Hearing in view of proposed directive on platform work
New forms of
employment on digital labour platforms have become increasingly important
in recent years. Digital labour platforms are seen as an employment model with
a lot of innovative power and job-creating potential. At the same time, this
employment model raises new questions about labour and social protection, e.g.
about the distinction between self-employment and dependent employment, and
about the algorithmic management of platform workers' data. These aspects are
also at the heart of the draft
directive on improving working conditions in platform work presented by the
European Commission on 9 December 2021.
During the discussion of the draft directive in
the European Council and the European Parliament, the Uber files were published
in July. In line with this, the European Parliament's lead Committee on
Employment and Social Affairs heard the whistleblower and former chief lobbyist
of Uber in October.
Whistleblower: platform workers must be classified as dependent employees
Speaking to Members of Parliaments, MacGann said Uber had misled
the world about the benefits of the gig economy. In doing so, the company had
made targeted efforts to ensure that Uber drivers were not classified as
workers. Uber also paid researchers to distort findings to support Uber's
position on the employment status of platform workers. In the hearing, MacGann
called on the European Parliament to better protect Uber drivers and other
platform workers. This is because there is a clear imbalance of power between
the platform workers and the digital work platform.

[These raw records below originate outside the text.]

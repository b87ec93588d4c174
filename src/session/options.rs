//! Session options map.
//!
//! Keys are normalized: lookups are case-insensitive and `-`/`_` are
//! interchangeable. Values are JSON values so plugins and the engine can
//! share one heterogeneous map with typed getters.

use std::collections::HashMap;

use parking_lot::RwLock;
use serde_json::Value;

fn normalize(key: &str) -> String {
    key.to_ascii_lowercase().replace('_', "-")
}

pub struct Options {
    values: RwLock<HashMap<String, Value>>,
}

impl Options {
    pub fn new() -> Self {
        let opts = Self {
            values: RwLock::new(HashMap::new()),
        };
        opts.apply_defaults();
        opts
    }

    fn apply_defaults(&self) {
        let defaults: &[(&str, Value)] = &[
            ("ringbuffer-size", Value::from(16 * 1024 * 1024u64)),
            ("stream-timeout", Value::from(60.0)),
            ("stream-segment-attempts", Value::from(3u64)),
            ("stream-segment-threads", Value::from(1u64)),
            ("stream-segment-timeout", Value::from(10.0)),
            ("hls-live-edge", Value::from(3u64)),
            ("hls-live-restart", Value::from(false)),
            ("hls-start-offset", Value::from(0.0)),
            ("hls-playlist-reload-attempts", Value::from(3u64)),
            ("hls-playlist-reload-time", Value::from("default")),
            ("hls-segment-stream-data", Value::from(false)),
            ("hls-segment-ignore-names", Value::Array(Vec::new())),
            ("hls-audio-select", Value::Array(Vec::new())),
            ("hls-disable-ads", Value::from(false)),
            ("dash-manifest-reload-attempts", Value::from(3u64)),
            ("ffmpeg-ffmpeg", Value::from("ffmpeg")),
            ("ffmpeg-fout", Value::Null),
            ("ffmpeg-verbose", Value::from(false)),
            ("ffmpeg-verbose-path", Value::Null),
            ("cdp-timeout", Value::from(2.0)),
            ("mux-subprocess", Value::from(true)),
        ];
        let mut values = self.values.write();
        for (key, value) in defaults {
            values.insert((*key).into(), value.clone());
        }
    }

    pub fn set(&self, key: &str, value: Value) {
        self.values.write().insert(normalize(key), value);
    }

    pub fn get(&self, key: &str) -> Option<Value> {
        self.values.read().get(&normalize(key)).cloned()
    }

    pub fn get_bool(&self, key: &str) -> bool {
        self.get(key).and_then(|v| v.as_bool()).unwrap_or(false)
    }

    pub fn get_u64(&self, key: &str) -> Option<u64> {
        self.get(key).and_then(|v| v.as_u64())
    }

    pub fn get_f64(&self, key: &str) -> Option<f64> {
        self.get(key).and_then(|v| v.as_f64())
    }

    pub fn get_str(&self, key: &str) -> Option<String> {
        self.get(key)
            .and_then(|v| v.as_str().map(str::to_string))
    }

    pub fn get_str_list(&self, key: &str) -> Vec<String> {
        match self.get(key) {
            Some(Value::Array(items)) => items
                .into_iter()
                .filter_map(|v| v.as_str().map(str::to_string))
                .collect(),
            Some(Value::String(s)) => vec![s],
            _ => Vec::new(),
        }
    }
}

impl Default for Options {
    fn default() -> Self {
        Self::new()
    }
}
impl<'a> Cursor<'a> {
    fn peek(&self) -> Option<char> {
        self.src[self.pos..].chars().next()
    }

    fn advance(&mut self) {
        if let Some(c) = self.peek() {
            self.pos += c.len_utf8();
        }
    }

    fn skip_trivia(&mut self) {
        loop {
            match self.peek() {
                Some(c) if c.is_whitespace() => self.advance(),
                Some('/') if self.src[self.pos..].starts_with("//") => {
                    while let Some(c) = self.peek() {
                        self.advance();
                        if c == '\n' {
                            break;
                        }
                    }
                }
                _ => break,
            }
        }
    }

    fn error(&self, message: impl Into<String>) -> MetadataParseError {
        let consumed = &self.src[..self.pos];
        let line = consumed.matches('\n').count() + 1;
        let column = consumed
            .rsplit('\n')
            .next()
            .map(|l| l.chars().count() + 1)
            .unwrap_or(1);
        let source_line = self.src.lines().nth(line - 1).unwrap_or("").to_string();
        MetadataParseError::new(message, self.file, line, column, source_line)
    }

    fn expect_char(&mut self, expected: char) -> Result<(), MetadataParseError> {
        self.skip_trivia();
        if self.peek() == Some(expected) {
            self.advance();
            Ok(())
        } else {
            Err(self.error(format!(
                "Expected {expected:?}, found {:?}",
                self.peek().unwrap_or('\0')
            )))
        }
    }

    /// An identifier or a `path::to::ident` chain. Lone `::` separators are
    /// consumed so path-qualified constants resolve by their last segment.
    fn parse_ident(&mut self) -> Result<String, MetadataParseError> {
        self.skip_trivia();
        let start = self.pos;
        while let Some(c) = self.peek() {
            if c.is_alphanumeric() || c == '_' {
                self.advance();
            } else if self.src[self.pos..].starts_with("::") {
                self.advance();
                self.advance();
            } else {
                break;
            }
        }
        if self.pos == start {
            return Err(self.error("Expected an identifier"));
        }
        Ok(self.src[start..self.pos].to_string())
    }

    /// A plain or raw string literal. Computed values are rejected here.
    fn parse_string(&mut self) -> Result<String, MetadataParseError> {
        self.skip_trivia();
        match self.peek() {
            Some('"') => self.parse_quoted(),
            Some('r') => self.parse_raw_string(),
            _ => Err(self.error("Expected a string literal")),
        }
    }

    fn parse_quoted(&mut self) -> Result<String, MetadataParseError> {
        self.advance(); // opening quote
        let mut out = String::new();
        loop {
            match self.peek() {
                None => return Err(self.error("Unterminated string literal")),
                Some('"') => {
                    self.advance();
                    return Ok(out);
                }
                Some('\\') => {
                    self.advance();
                    let escaped = self
                        .peek()
                        .ok_or_else(|| self.error("Unterminated escape"))?;
                    self.advance();
                    out.push(match escaped {
                        'n' => '\n',
                        't' => '\t',
                        'r' => '\r',
                        '\\' => '\\',
                        '"' => '"',
                        '0' => '\0',
                        other => {
                            return Err(
                                self.error(format!("Unsupported escape sequence \\{other}"))
                            );
                        }
                    });
                }
                Some(c) => {
                    self.advance();
                    out.push(c);
                }
            }
        }
    }

    fn parse_raw_string(&mut self) -> Result<String, MetadataParseError> {
        self.advance(); // 'r'
        let mut hashes = 0;
        while self.peek() == Some('#') {
            hashes += 1;
            self.advance();
        }
        if self.peek() != Some('"') {
            return Err(self.error("Expected a raw string literal"));
        }
        self.advance();
        let terminator = format!("\"{}", "#".repeat(hashes));
        match self.src[self.pos..].find(&terminator) {
            Some(rel) => {
                let value = self.src[self.pos..self.pos + rel].to_string();
                self.pos += rel + terminator.len();
                Ok(value)
            }
            None => Err(self.error("Unterminated raw string literal")),
        }
    }

    /// `None` or `Some("...")`.
    fn parse_optional_string(&mut self) -> Result<Option<String>, MetadataParseError> {
        self.skip_trivia();
        let ident = self.parse_ident()?;
        match ident.as_str() {
            "None" => Ok(None),
            "Some" => {
                self.expect_char('(')?;
                let value = self.parse_string()?;
                self.expect_char(')')?;
                Ok(Some(value))
            }
            other => Err(self.error(format!("Expected None or Some(...), found {other:?}"))),
        }
    }

    fn parse_bool(&mut self) -> Result<bool, MetadataParseError> {
        let ident = self.parse_ident()?;
        match ident.as_str() {
            "true" => Ok(true),
            "false" => Ok(false),
            other => Err(self.error(format!("Expected a bool literal, found {other:?}"))),
        }
    }

    /// Integer literal or one of the well-known priority constants.
    fn parse_priority(&mut self) -> Result<u8, MetadataParseError> {
        self.skip_trivia();
        if self.peek().is_some_and(|c| c.is_ascii_digit()) {
            let start = self.pos;
            while self.peek().is_some_and(|c| c.is_ascii_digit()) {
                self.advance();
            }
            return self.src[start..self.pos]
                .parse()
                .map_err(|_| self.error("Priority out of range"));
        }
        let ident = self.parse_ident()?;
        match ident.rsplit("::").next().unwrap_or(&ident) {
            "NO_PRIORITY" => Ok(0),
            "LOW_PRIORITY" => Ok(10),
            "NORMAL_PRIORITY" => Ok(20),
            "HIGH_PRIORITY" => Ok(30),
            other => Err(self.error(format!("Unknown priority {other:?}"))),
        }
    }

    /// `&["a", "b"]`.
    fn parse_string_array(&mut self) -> Result<Vec<String>, MetadataParseError> {
        self.skip_trivia();
        if self.peek() == Some('&') {
            self.advance();
        }
        self.expect_char('[')?;
        let mut out = Vec::new();
        loop {
            self.skip_trivia();
            if self.peek() == Some(']') {
                self.advance();
                return Ok(out);
            }
            out.push(self.parse_string()?);
            self.skip_trivia();
            if self.peek() == Some(',') {
                self.advance();
            }
        }
    }

    /// `&[StructName { ... }, ...]` for matcher and argument tables.
    fn parse_struct_array(&mut self, struct_name: &str) -> Result<Vec<Value>, MetadataParseError> {
        self.skip_trivia();
        if self.peek() == Some('&') {
            self.advance();
        }
        self.expect_char('[')?;
        let mut out = Vec::new();
        loop {
            self.skip_trivia();
            if self.peek() == Some(']') {
                self.advance();
                return Ok(out);
            }
            let ident = self.parse_ident()?;
            let ident = ident.rsplit("::").next().unwrap_or(&ident).to_string();
            if ident != struct_name {
                return Err(self.error(format!(
                    "Expected a {struct_name} literal, found {ident:?}"
                )));
            }
            out.push(match struct_name {
                "MatcherSpec" => self.parse_matcher()?,
                _ => self.parse_argument()?,
            });
            self.skip_trivia();
            if self.peek() == Some(',') {
                self.advance();
            }
        }
    }

    fn parse_matcher(&mut self) -> Result<Value, MetadataParseError> {
        self.expect_char('{')?;
        let mut pattern: Option<String> = None;
        let mut priority: u8 = 20;
        let mut name: Option<String> = None;
        loop {
            self.skip_trivia();
            if self.peek() == Some('}') {
                self.advance();
                break;
            }
            let field = self.parse_ident()?;
            self.expect_char(':')?;
            match field.as_str() {
                "pattern" => pattern = Some(self.parse_string()?),
                "priority" => priority = self.parse_priority()?,
                "name" => name = self.parse_optional_string()?,
                other => return Err(self.error(format!("Unknown MatcherSpec field {other:?}"))),
            }
            self.skip_trivia();
            if self.peek() == Some(',') {
                self.advance();
            }
        }
        let pattern = pattern.ok_or_else(|| self.error("MatcherSpec is missing its pattern"))?;
        let mut obj = Map::new();
        obj.insert("pattern".into(), json!(pattern));
        obj.insert("priority".into(), json!(priority));
        if let Some(name) = name {
            obj.insert("name".into(), json!(name));
        }
        Ok(Value::Object(obj))
    }

    fn parse_argument(&mut self) -> Result<Value, MetadataParseError> {
        self.expect_char('{')?;
        let mut name: Option<String> = None;
        let mut required = false;
        let mut sensitive = false;
        let mut requires: Vec<String> = Vec::new();
        let mut help: Option<String> = None;
        loop {
            self.skip_trivia();
            if self.peek() == Some('}') {
                self.advance();
                break;
            }
            let field = self.parse_ident()?;
            self.expect_char(':')?;
            match field.as_str() {
                "name" => name = Some(self.parse_string()?),
                "required" => required = self.parse_bool()?,
                "sensitive" => sensitive = self.parse_bool()?,
                "requires" => requires = self.parse_string_array()?,
                "help" => help = self.parse_optional_string()?,
                other => return Err(self.error(format!("Unknown ArgumentSpec field {other:?}"))),
            }
            self.skip_trivia();
            if self.peek() == Some(',') {
                self.advance();
            }
        }
        let name = name.ok_or_else(|| self.error("ArgumentSpec is missing its name"))?;
        let mut obj = Map::new();
        obj.insert("name".into(), json!(name));
        obj.insert("required".into(), json!(required));
        obj.insert("sensitive".into(), json!(sensitive));
        if !requires.is_empty() {
            obj.insert("requires".into(), json!(requires));
        }
        if let Some(help) = help {
            obj.insert("help".into(), json!(help));
        }
        Ok(Value::Object(obj))
    }
}
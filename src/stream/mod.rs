pub mod ffmpeg;
pub mod http;
pub mod quality;
pub mod segmented;
pub mod subprocess;

use std::io::Read;

use crate::common::PipeResult;

/// A playable stream descriptor. Opening yields a forward-only byte reader;
/// there is no seeking once a stream is open.
pub trait Stream: Send + Sync {
    /// Short protocol name ("http", "hls", "dash", ...), used in stream-type
    /// filtering and JSON output.
    fn stream_type(&self) -> &'static str;

    fn url(&self) -> Option<String> {
        None
    }

    fn open(&self) -> PipeResult<Box<dyn StreamHandle>>;

    fn to_json(&self) -> serde_json::Value {
        let mut obj = serde_json::json!({ "type": self.stream_type() });
        if let Some(url) = self.url() {
            obj["url"] = serde_json::Value::String(url);
        }
        obj
    }
}

/// An opened stream. `close` is idempotent and safe to call from any thread
/// through a clone of the underlying guts; reads after close return EOF.
pub trait StreamHandle: Read + Send {
    fn close(&mut self);
}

The Commissioner for Jobs and Social Rights,
Nicolas Schmit, highlighted the importance of MacGann's remarks and stressed
the importance of the European Commission's proposal for a directive on
platform work. In doing so, Schmit expressed the fear that the discussions in
the Council could dilute the rebuttable presumption for determining employment
status contained in the European Commission proposal. The aim of the proposed
directive was not to prevent the new economic model of digital labour
platforms. Instead, the social protection of workers should be guaranteed and
at the same time the development of new technologies should be made possible.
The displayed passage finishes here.